Many sources claim that the American Civil War is one of the most frequently written about topic in American history, and in that, the individuals who led both sides of the epic struggle have been immortalized in print as well. A pivotal work that meets both of these criteria is “A Long Shadow: Jefferson Davis and the Final Days of the Confederacy”, by Michael B. Ballard.
In writing this book, Ballard sought not only to provide a factual account of the 1865 retreat of the government of the Confederate States of America from its capital city of Richmond, Virginia, just ahead of the conquering United States troops with particular emphasis on the leader of the CSA, Jefferson Davis. This book review will not only put forth compelling reasons why students and casual readers alike should choose this book, but also a brief summary of the book and a discussion of the themes found within the book.
It almost goes without saying that any book worth reviewing should be worth reading, Ballard’s book being no exception. The work is worthwhile for the reader- be it a student or Civil War enthusiast- because it is as much an account of an often-neglected part of a massively researched and discussed portion of American history, but also because the book is a tale of human experience, political differences, and the clashing of two ways of life which ultimately would only allow for one of the ways of life to move forward from that point intact. First, the book goes into detail about the man behind the CSA, President Jefferson Davis.
Ballard uses vivid imagery to describe the frail appearance of Davis by the spring of 1865, due in large part to the strain that was being placed on him to guide a new nation, and especially a massive army, in the face of a highly motivated and larger, better equipped US armed force , which in a very short time would crush Davis’ army and entire government, culminating in the formal surrender of the CSA on April 9, 1865. The book then moves forward with accounts of the military maneuvers, commanders and defeats that made up the waning days of the Confederacy itself.
By looking beneath the text of “A Long Shadow”, it is possible to gain a better understanding of the underlying themes of the book, leading to a much better understanding and appreciation of the work itself. Perhaps the most prominent theme of this book is the struggle of human spirit to overcome insurmountable odds to achieve a given end. For Jefferson Davis, his all consuming goal was to see his Confederate States of America gain recognition and independence not only from the United States, but also the other nations of the world, from whom Davis and his fellow officials sought diplomatic relations and nation status.
The other theme that is a common thread in Ballard’s book is perseverance when one believes that their cause is just. It can definitely be argued that both the US and CSA felt in their heart of hearts that what they were fighting for was not only right, but the absolute correct course of human events. Indeed, both sides of the conflict claimed that God was on their side and felt that He would see them to victory no matter what. Perhaps this sort of divine protection is what kept Jefferson Davis constantly trying to keep his cause going, even to the point where Davis himself was at the point of collapse and his nation lay in shambles.

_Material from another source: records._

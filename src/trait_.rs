//! The operations shared by every geometry wrapper.

use crate::algorithm::geo::{OverlayOp, Predicate, RelateMatrix};
use crate::datatypes::{Dimension, GeometryType};
use crate::engine::{options, Handle};
use crate::error::Result;
use crate::scalar::{Geometry, Point};

pub(crate) mod private {
    use crate::scalar::GeomHandle;

    pub trait Sealed {
        fn geom_handle(&self) -> &GeomHandle;
    }
}

/// A geometry backed by an engine handle.
///
/// Every method asks the engine, so every method can fail: with
/// [Lifetime](crate::error::GeoHandleError::Lifetime) when the wrapper is an alias whose
/// owner has been dropped or whose slot has been overwritten.
///
/// Results of set operations, [buffer](Geom::buffer) and the other derived geometries are
/// new owned geometries carrying the SRID of `self`.
pub trait Geom: private::Sealed {
    /// The engine handle this wrapper refers to.
    fn handle(&self) -> Handle {
        self.geom_handle().handle()
    }

    /// Whether this wrapper releases its geometry when dropped.
    fn is_owned(&self) -> bool {
        self.geom_handle().is_owned()
    }

    fn geom_type(&self) -> Result<GeometryType> {
        self.geom_handle()
            .read(|engine, h| engine.geometry_type(h))
    }

    fn geom_typeid(&self) -> Result<u8> {
        Ok(self.geom_type()?.into())
    }

    fn srid(&self) -> Result<Option<i32>> {
        self.geom_handle().read(|engine, h| engine.srid(h))
    }

    /// Set the SRID of this geometry and all of its members.
    fn set_srid(&mut self, srid: impl Into<Option<i32>>) -> Result<()> {
        let srid = srid.into();
        self.geom_handle()
            .write(|engine, h| engine.set_srid(h, srid))
    }

    fn dim(&self) -> Result<Dimension> {
        self.geom_handle().read(|engine, h| engine.dim(h))
    }

    fn has_z(&self) -> Result<bool> {
        Ok(self.dim()?.has_z())
    }

    /// Coordinates of a point or curve, rings of a polygon, members of a collection.
    fn len(&self) -> Result<usize> {
        self.geom_handle().read(|engine, h| engine.len(h))
    }

    fn is_empty(&self) -> Result<bool> {
        self.geom_handle().read(|engine, h| engine.is_empty(h))
    }

    fn is_valid(&self) -> Result<bool> {
        self.geom_handle().read(|engine, h| engine.is_valid(h))
    }

    fn is_ring(&self) -> Result<bool> {
        self.geom_handle().read(|engine, h| engine.is_ring(h))
    }

    fn num_coords(&self) -> Result<usize> {
        self.geom_handle()
            .read(|engine, h| Ok(engine.export(h)?.num_coords()))
    }

    fn wkt(&self) -> Result<String> {
        self.geom_handle().read(|engine, h| engine.wkt(h))
    }

    fn ewkt(&self) -> Result<String> {
        self.geom_handle().read(|engine, h| engine.ewkt(h))
    }

    fn wkb(&self) -> Result<Vec<u8>> {
        self.geom_handle().read(|engine, h| engine.wkb(h))
    }

    fn ewkb(&self) -> Result<Vec<u8>> {
        self.geom_handle().read(|engine, h| engine.ewkb(h))
    }

    fn hex(&self) -> Result<String> {
        self.geom_handle().read(|engine, h| engine.hex(h))
    }

    fn hexewkb(&self) -> Result<String> {
        self.geom_handle().read(|engine, h| engine.hexewkb(h))
    }

    fn kml(&self) -> Result<String> {
        self.geom_handle().read(|engine, h| engine.kml(h))
    }

    /// GeoJSON geometry object.
    fn json(&self) -> Result<String> {
        self.geom_handle().read(|engine, h| engine.json(h))
    }

    fn area(&self) -> Result<f64> {
        self.geom_handle().read(|engine, h| engine.area(h))
    }

    fn length(&self) -> Result<f64> {
        self.geom_handle().read(|engine, h| engine.length(h))
    }

    fn relate<G: Geom>(&self, other: &G) -> Result<RelateMatrix> {
        let other = other.handle();
        self.geom_handle()
            .read(|engine, h| engine.relate(h, other))
    }

    /// Match the DE-9IM matrix against a 9-character pattern of `T`, `F`, `*`, `0`, `1`
    /// and `2`. A malformed pattern fails with
    /// [Engine](crate::error::GeoHandleError::Engine).
    fn relate_pattern<G: Geom>(&self, other: &G, pattern: &str) -> Result<bool> {
        let other = other.handle();
        self.geom_handle()
            .read(|engine, h| engine.relate_pattern(h, other, pattern))
    }

    #[doc(hidden)]
    fn predicate<G: Geom>(&self, other: &G, predicate: Predicate) -> Result<bool> {
        let other = other.handle();
        self.geom_handle()
            .read(|engine, h| engine.predicate(h, other, predicate))
    }

    fn intersects<G: Geom>(&self, other: &G) -> Result<bool> {
        self.predicate(other, Predicate::Intersects)
    }

    fn disjoint<G: Geom>(&self, other: &G) -> Result<bool> {
        self.predicate(other, Predicate::Disjoint)
    }

    fn touches<G: Geom>(&self, other: &G) -> Result<bool> {
        self.predicate(other, Predicate::Touches)
    }

    fn crosses<G: Geom>(&self, other: &G) -> Result<bool> {
        self.predicate(other, Predicate::Crosses)
    }

    fn within<G: Geom>(&self, other: &G) -> Result<bool> {
        self.predicate(other, Predicate::Within)
    }

    fn contains<G: Geom>(&self, other: &G) -> Result<bool> {
        self.predicate(other, Predicate::Contains)
    }

    fn overlaps<G: Geom>(&self, other: &G) -> Result<bool> {
        self.predicate(other, Predicate::Overlaps)
    }

    fn covers<G: Geom>(&self, other: &G) -> Result<bool> {
        self.predicate(other, Predicate::Covers)
    }

    fn covered_by<G: Geom>(&self, other: &G) -> Result<bool> {
        self.predicate(other, Predicate::CoveredBy)
    }

    /// Topological equality. Geometries of different coordinate dimension are never equal,
    /// two empty geometries of the same dimension always are.
    fn equals<G: Geom>(&self, other: &G) -> Result<bool> {
        let other = other.handle();
        self.geom_handle()
            .read(|engine, h| engine.equals(h, other))
    }

    /// Structural equality with every ordinate within `tolerance`.
    fn equals_exact<G: Geom>(&self, other: &G, tolerance: f64) -> Result<bool> {
        let other = other.handle();
        self.geom_handle()
            .read(|engine, h| engine.equals_exact(h, other, tolerance))
    }

    #[doc(hidden)]
    fn overlay<G: Geom>(&self, other: &G, op: OverlayOp) -> Result<Geometry> {
        let other = other.handle();
        let handle = self
            .geom_handle()
            .derive(|engine, h| engine.overlay(h, other, op))?;
        Geometry::from_handle(handle)
    }

    fn intersection<G: Geom>(&self, other: &G) -> Result<Geometry> {
        self.overlay(other, OverlayOp::Intersection)
    }

    fn union<G: Geom>(&self, other: &G) -> Result<Geometry> {
        self.overlay(other, OverlayOp::Union)
    }

    fn difference<G: Geom>(&self, other: &G) -> Result<Geometry> {
        self.overlay(other, OverlayOp::Difference)
    }

    fn sym_difference<G: Geom>(&self, other: &G) -> Result<Geometry> {
        self.overlay(other, OverlayOp::SymDifference)
    }

    /// The area within `width` of this geometry, curves approximated with `quadsegs`
    /// segments per quarter circle.
    ///
    /// The segment count is an integer:
    ///
    /// ```compile_fail
    /// use geohandle::scalar::Point;
    /// use geohandle::Geom;
    ///
    /// let point = Point::new((0., 0.)).unwrap();
    /// point.buffer(1.0, 8.0);
    /// ```
    fn buffer(&self, width: f64, quadsegs: i32) -> Result<Geometry> {
        let handle = self
            .geom_handle()
            .derive(|engine, h| engine.buffer(h, width, quadsegs))?;
        Geometry::from_handle(handle)
    }

    /// [buffer](Geom::buffer) with the engine's default quadrant segments.
    fn buffer_default(&self, width: f64) -> Result<Geometry> {
        self.buffer(width, options()?.default_quadrant_segments)
    }

    fn centroid(&self) -> Result<Point> {
        let handle = self
            .geom_handle()
            .derive(|engine, h| engine.centroid(h))?;
        Point::from_handle(handle)
    }

    fn envelope(&self) -> Result<Geometry> {
        let handle = self
            .geom_handle()
            .derive(|engine, h| engine.envelope(h))?;
        Geometry::from_handle(handle)
    }

    fn convex_hull(&self) -> Result<Geometry> {
        let handle = self
            .geom_handle()
            .derive(|engine, h| engine.convex_hull(h))?;
        Geometry::from_handle(handle)
    }

    fn boundary(&self) -> Result<Geometry> {
        let handle = self
            .geom_handle()
            .derive(|engine, h| engine.boundary(h))?;
        Geometry::from_handle(handle)
    }

    /// A copy of this geometry as a plain [Geometry].
    fn to_geometry(&self) -> Result<Geometry> {
        Geometry::from_handle(self.geom_handle().try_clone()?)
    }
}

impl<T: private::Sealed> Geom for T {}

In conclusion, it can fairly be said that this book is worthy of being considered one of the most relevant works on the topics of Jefferson Davis, the Confederate States of America, and the final days of the American Civil War as well as an epic tale of human endurance, struggle, triumph and defeat. Works Cited Ballard, Michael B. 1986. A Long Shadow: Jefferson Davis and the Final Days of the Confederacy. Jackson, MS: University Press of Mississippi.